Portugalia jak może broni się przed unijną (upraszczając) pomocą, ale Bruksela naciska. Naciskają Francja i Niemcy. Zadziwiająca troska! I o co w tym wszystkim chodzi, że tak niechętne są władze Portugalii międzynarodowej pomocy?
Najkrócej rzecz ujmując, kredytom udzielanym przez europejskie banki i instytucje międzynarodowe towarzyszą warunki, którym, by taki specjalny pakiet kredytów otrzymać, kraj musi się podporządkować. Generalnie, są to warunki zabezpieczające interes kredytodawców, a co za tym idzie, uzależniające gospodarkę beneficjenta od międzynarodowych instytucji finansowych (takich jak MFW czy Europejski Bank Centralny) i politycznych. Zazwyczaj nie są to jednak warunki korzystne dla gospodarki kraju, który z oferty skorzysta. Węgry zdobyły się na odmowę przyjęcia pomocy, pomimo nacisków i argumentacji ekspertów (a jakże, również międzynarodowych), Irlandia nie zdołała oprzeć się naciskom. Zadziwiająca gra, gdzie „obdarowani” opierają się jak mogą, a „ofiarujący” tak długo nalegają, aż przełamią opór. Czemu to dla tych drugich takie ważne?

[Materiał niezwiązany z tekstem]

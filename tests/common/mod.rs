//! Shared fixtures: a file-backed database, a seeded catalog, a recording
//! notifier and a scripted billing provider.
#![allow(dead_code)]

use std::collections::HashMap;
use std::sync::{Arc, Mutex};
use std::time::Duration;

use async_trait::async_trait;
use axum::http::StatusCode;
use hmac::{Hmac, Mac};
use serde_json::{Value, json};
use sha2::Sha256;
use tempfile::TempDir;

pub use licensor::config::Config;
pub use licensor::db::{AppState, DbPool, create_pool, init_db, queries};
pub use licensor::error::{AppError, Result};
pub use licensor::models::*;
pub use licensor::notify::{EmailVars, Notifier, TriggerEvent};
pub use licensor::payments::{BillingApi, StripeInvoice, StripeSubscription};

pub const WEBHOOK_SECRET: &str = "whsec_test_secret";
pub const ADMIN_KEY: &str = "admin-test-key";
pub const DAY: i64 = 86_400;

// ============ Notifier doubles ============

#[derive(Debug, Clone, PartialEq)]
pub enum Sent {
    LicenseKey {
        email: String,
        license_key: String,
        family: String,
    },
    RuleBased {
        trigger: TriggerEvent,
        family: String,
        email: String,
    },
    AdminAlert {
        family: String,
        subject: String,
    },
}

#[derive(Default)]
pub struct RecordingNotifier {
    sent: Mutex<Vec<Sent>>,
}

impl RecordingNotifier {
    pub fn sent(&self) -> Vec<Sent> {
        self.sent.lock().unwrap().clone()
    }

    pub fn clear(&self) {
        self.sent.lock().unwrap().clear();
    }

    pub fn triggers(&self) -> Vec<TriggerEvent> {
        self.sent()
            .into_iter()
            .filter_map(|s| match s {
                Sent::RuleBased { trigger, .. } => Some(trigger),
                _ => None,
            })
            .collect()
    }

    pub fn license_key_mails(&self) -> usize {
        self.sent()
            .iter()
            .filter(|s| matches!(s, Sent::LicenseKey { .. }))
            .count()
    }

    pub fn admin_alerts(&self) -> Vec<(String, String)> {
        self.sent()
            .into_iter()
            .filter_map(|s| match s {
                Sent::AdminAlert { family, subject } => Some((family, subject)),
                _ => None,
            })
            .collect()
    }
}

#[async_trait]
impl Notifier for RecordingNotifier {
    async fn send_license_key(&self, email: &str, license_key: &str, family: &str) -> Result<()> {
        self.sent.lock().unwrap().push(Sent::LicenseKey {
            email: email.to_string(),
            license_key: license_key.to_string(),
            family: family.to_string(),
        });
        Ok(())
    }

    async fn send_rule_based_email(
        &self,
        trigger: TriggerEvent,
        family: &str,
        email: &str,
        _vars: &EmailVars,
    ) -> Result<()> {
        self.sent.lock().unwrap().push(Sent::RuleBased {
            trigger,
            family: family.to_string(),
            email: email.to_string(),
        });
        Ok(())
    }

    async fn send_admin_alert(&self, family: &str, subject: &str, _body: &str) -> Result<()> {
        self.sent.lock().unwrap().push(Sent::AdminAlert {
            family: family.to_string(),
            subject: subject.to_string(),
        });
        Ok(())
    }
}

/// Every delivery fails.
pub struct FailingNotifier;

#[async_trait]
impl Notifier for FailingNotifier {
    async fn send_license_key(&self, _: &str, _: &str, _: &str) -> Result<()> {
        Err(AppError::Internal("mail server down".into()))
    }

    async fn send_rule_based_email(
        &self,
        _: TriggerEvent,
        _: &str,
        _: &str,
        _: &EmailVars,
    ) -> Result<()> {
        Err(AppError::Internal("mail server down".into()))
    }

    async fn send_admin_alert(&self, _: &str, _: &str, _: &str) -> Result<()> {
        Err(AppError::Internal("mail server down".into()))
    }
}

/// Notifier whose deliveries never complete, like a hung mail webhook.
pub struct StalledNotifier;

#[async_trait]
impl Notifier for StalledNotifier {
    async fn send_license_key(&self, _: &str, _: &str, _: &str) -> Result<()> {
        std::future::pending().await
    }

    async fn send_rule_based_email(
        &self,
        _: TriggerEvent,
        _: &str,
        _: &str,
        _: &EmailVars,
    ) -> Result<()> {
        std::future::pending().await
    }

    async fn send_admin_alert(&self, _: &str, _: &str, _: &str) -> Result<()> {
        std::future::pending().await
    }
}

// ============ Billing provider double ============

#[derive(Default)]
pub struct FakeBillingApi {
    pub customers: Mutex<HashMap<String, BillingCustomer>>,
    pub subscriptions: Mutex<HashMap<String, Value>>,
    pub invoices: Mutex<HashMap<String, Value>>,
    pub calls: Mutex<Vec<String>>,
}

impl FakeBillingApi {
    pub fn add_customer(&self, id: &str, email: &str) {
        self.customers.lock().unwrap().insert(
            id.to_string(),
            BillingCustomer {
                customer_id: id.to_string(),
                email: Some(email.to_string()),
                ..Default::default()
            },
        );
    }

    pub fn add_subscription(&self, object: Value) {
        let id = object["id"].as_str().unwrap().to_string();
        self.subscriptions.lock().unwrap().insert(id, object);
    }

    pub fn add_invoice(&self, object: Value) {
        let id = object["id"].as_str().unwrap().to_string();
        self.invoices.lock().unwrap().insert(id, object);
    }

    pub fn calls(&self) -> Vec<String> {
        self.calls.lock().unwrap().clone()
    }
}

#[async_trait]
impl BillingApi for FakeBillingApi {
    async fn retrieve_customer(&self, customer_id: &str) -> Result<BillingCustomer> {
        self.calls.lock().unwrap().push(format!("customer:{}", customer_id));
        self.customers
            .lock()
            .unwrap()
            .get(customer_id)
            .cloned()
            .ok_or_else(|| AppError::Upstream(format!("no such customer {}", customer_id)))
    }

    async fn retrieve_subscription(&self, subscription_id: &str) -> Result<StripeSubscription> {
        self.calls
            .lock()
            .unwrap()
            .push(format!("subscription:{}", subscription_id));
        let object = self.subscriptions.lock().unwrap().get(subscription_id).cloned();
        let object = object.ok_or_else(|| AppError::Upstream("no such subscription".into()))?;
        Ok(serde_json::from_value(object)?)
    }

    async fn retrieve_invoice(&self, invoice_id: &str) -> Result<StripeInvoice> {
        self.calls.lock().unwrap().push(format!("invoice:{}", invoice_id));
        let object = self.invoices.lock().unwrap().get(invoice_id).cloned();
        let object = object.ok_or_else(|| AppError::Upstream("no such invoice".into()))?;
        Ok(serde_json::from_value(object)?)
    }
}

// ============ App state ============

pub struct TestContext {
    // Keeps the database file alive
    _dir: TempDir,
    pub state: AppState,
    pub notifier: Arc<RecordingNotifier>,
    pub billing: Arc<FakeBillingApi>,
}

pub fn test_config() -> Config {
    Config {
        stripe_webhook_secret: Some(WEBHOOK_SECRET.to_string()),
        admin_api_key: Some(ADMIN_KEY.to_string()),
        webhook_timeout: Duration::from_secs(5),
        ..Default::default()
    }
}

pub fn test_context() -> TestContext {
    test_context_with(test_config())
}

pub fn test_context_with(config: Config) -> TestContext {
    let dir = TempDir::new().unwrap();
    let path = dir.path().join("licensor.db");
    let pool = create_pool(path.to_str().unwrap()).unwrap();
    {
        let conn = pool.get().unwrap();
        init_db(&conn).unwrap();
        seed_catalog(&conn);
    }

    let notifier = Arc::new(RecordingNotifier::default());
    let billing = Arc::new(FakeBillingApi::default());
    let state = AppState {
        db: pool,
        config: Arc::new(config),
        notifier: notifier.clone(),
        billing_api: billing.clone(),
    };

    TestContext {
        _dir: dir,
        state,
        notifier,
        billing,
    }
}

impl TestContext {
    pub fn conn(&self) -> r2d2::PooledConnection<r2d2_sqlite::SqliteConnectionManager> {
        self.state.db.get().unwrap()
    }

    pub fn license(&self, email: &str, family: &str) -> License {
        queries::find_license(&self.conn(), email, family)
            .unwrap()
            .unwrap_or_else(|| panic!("no license for {} in {}", email, family))
    }

    pub fn entitlements(&self, license_id: &str) -> Vec<Entitlement> {
        queries::list_entitlements_for_license(&self.conn(), license_id).unwrap()
    }

    pub fn entitlement(&self, license_id: &str, sku: &str) -> Entitlement {
        let mut matches = queries::list_entitlements_for_license_sku(&self.conn(), license_id, sku).unwrap();
        assert_eq!(matches.len(), 1, "expected one {} entitlement", sku);
        matches.remove(0)
    }

    pub fn count(&self, table: &str) -> i64 {
        self.conn()
            .query_row(&format!("SELECT COUNT(*) FROM {}", table), [], |row| row.get(0))
            .unwrap()
    }
}

// ============ Catalog ============

fn family(name: &str, trial_days: Option<i64>) -> ProductFamily {
    ProductFamily {
        name: name.to_string(),
        display_name: name.to_uppercase(),
        trial_duration_days: trial_days,
        support_email: Some(format!("support@{}.example.com", name)),
    }
}

fn product(sku: &str, family: &str, price: &str) -> Product {
    Product {
        sku: sku.to_string(),
        name: sku.to_string(),
        family: family.to_string(),
        stripe_price_id: Some(price.to_string()),
        latest_version: Some("2.0.0".to_string()),
        download_url: Some(format!("https://downloads.example.com/{}", sku)),
    }
}

/// Families `grid` (14-day trial, suite of axis + snap) and `draw` (default trial).
pub fn seed_catalog(conn: &rusqlite::Connection) {
    queries::upsert_family(conn, &family("grid", Some(14))).unwrap();
    queries::upsert_family(conn, &family("draw", None)).unwrap();
    queries::upsert_product(conn, &product("grid-axis", "grid", "price_axis")).unwrap();
    queries::upsert_product(conn, &product("grid-snap", "grid", "price_snap")).unwrap();
    queries::upsert_product(conn, &product("grid-suite", "grid", "price_suite")).unwrap();
    queries::upsert_product(conn, &product("draw-pen", "draw", "price_pen")).unwrap();
    queries::add_suite_component(conn, "grid-suite", "grid-axis").unwrap();
    queries::add_suite_component(conn, "grid-suite", "grid-snap").unwrap();
}

pub fn grid_skus() -> Vec<String> {
    vec![
        "grid-axis".to_string(),
        "grid-snap".to_string(),
        "grid-suite".to_string(),
    ]
}

// ============ Billing events ============

pub fn now() -> i64 {
    licensor::util::now()
}

/// `t=<ts>,v1=<hmac>` over `<ts>.<payload>`.
pub fn sign(payload: &[u8], timestamp: i64) -> String {
    let mut mac = Hmac::<Sha256>::new_from_slice(WEBHOOK_SECRET.as_bytes()).unwrap();
    mac.update(timestamp.to_string().as_bytes());
    mac.update(b".");
    mac.update(payload);
    format!(
        "t={},v1={}",
        timestamp,
        hex::encode(mac.finalize().into_bytes())
    )
}

pub fn event(id: &str, event_type: &str, created: i64, object: Value) -> Vec<u8> {
    serde_json::to_vec(&json!({
        "id": id,
        "type": event_type,
        "created": created,
        "data": { "object": object }
    }))
    .unwrap()
}

pub fn subscription(id: &str, customer: &str, status: &str, prices: &[&str], period_end: i64) -> Value {
    let items: Vec<Value> = prices
        .iter()
        .map(|p| json!({ "price": { "id": p }, "current_period_end": period_end }))
        .collect();
    json!({
        "id": id,
        "customer": customer,
        "status": status,
        "cancel_at_period_end": false,
        "items": { "data": items }
    })
}

pub fn invoice(id: &str, subscription_id: &str, amount: i64, currency: &str, created: i64, period_end: Option<i64>) -> Value {
    let lines = match period_end {
        Some(end) => json!({ "data": [ { "period": { "start": created, "end": end } } ] }),
        None => json!({ "data": [] }),
    };
    json!({
        "id": id,
        "customer": "cus_1",
        "subscription": subscription_id,
        "amount_paid": amount,
        "currency": currency,
        "created": created,
        "lines": lines
    })
}

pub fn credit_note(id: &str, invoice_id: &str, total: i64, currency: &str, created: i64) -> Value {
    json!({
        "id": id,
        "invoice": invoice_id,
        "total": total,
        "currency": currency,
        "created": created
    })
}

/// Deliver a correctly signed event.
pub async fn deliver(ctx: &TestContext, raw: &[u8]) -> (StatusCode, &'static str) {
    let signature = sign(raw, now());
    licensor::billing::process_billing_event(&ctx.state, raw, Some(&signature)).await
}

Nie, to nie bezinteresowna troska, tylko realizacja pewnej wizji Europy, zunifikowanej i posłusznej, a przede wszystkim podporządkowanie i uzależnienie krajów, zwłaszcza tych próbujących pójść odmienną drogą, od Brukseli i wizji jednej, posłusznej, centralnie sterowanej, mocno opodatkowanej i socjalistycznej Europy. Wiele krajów członkowskich dopiero teraz, po latach, przekonuje się, jaka jest prawdziwa cena unijnego wsparcia – obecne kłopoty wielu z nich, są w znacznej części wynikiem korzystania z unijnej pomocy. Teraz zaś, jest okazja, by jeszcze bardziej je uzależnić, a przy tym kilka banków należących do najbogatszych krajów europejskich zrobi dobry interes.
Komisja Europejska zaprzecza naciskom, zaprzeczają Niemcy – i przekonany jestem, że mówią prawdę – wszak to żadne naciski, to tylko propozycja bratniej pomocy.
Bratnią pomoc niesiono nie tak znowu dawno w krajach tzw. ludowej demokracji i odbywało się to na podobnych zasadach – najpierw wywierano naciski, by rząd właściwego kraju sam o nią poprosił. Jak nie chciał... to i tak jej udzielano. Wprawdzie nie w pieniężnej, a militarnej postaci, ale to przecież tylko syndrom czasów – pieniądze są skuteczniejsze od pocisków, wszak Carl von Clausewitz już kiedyś wyjaśnił, że wojna jest prowadzeniem polityki innymi niż dyplomatyczne środkami. Zmieniają się środki, polityka się nie zmienia.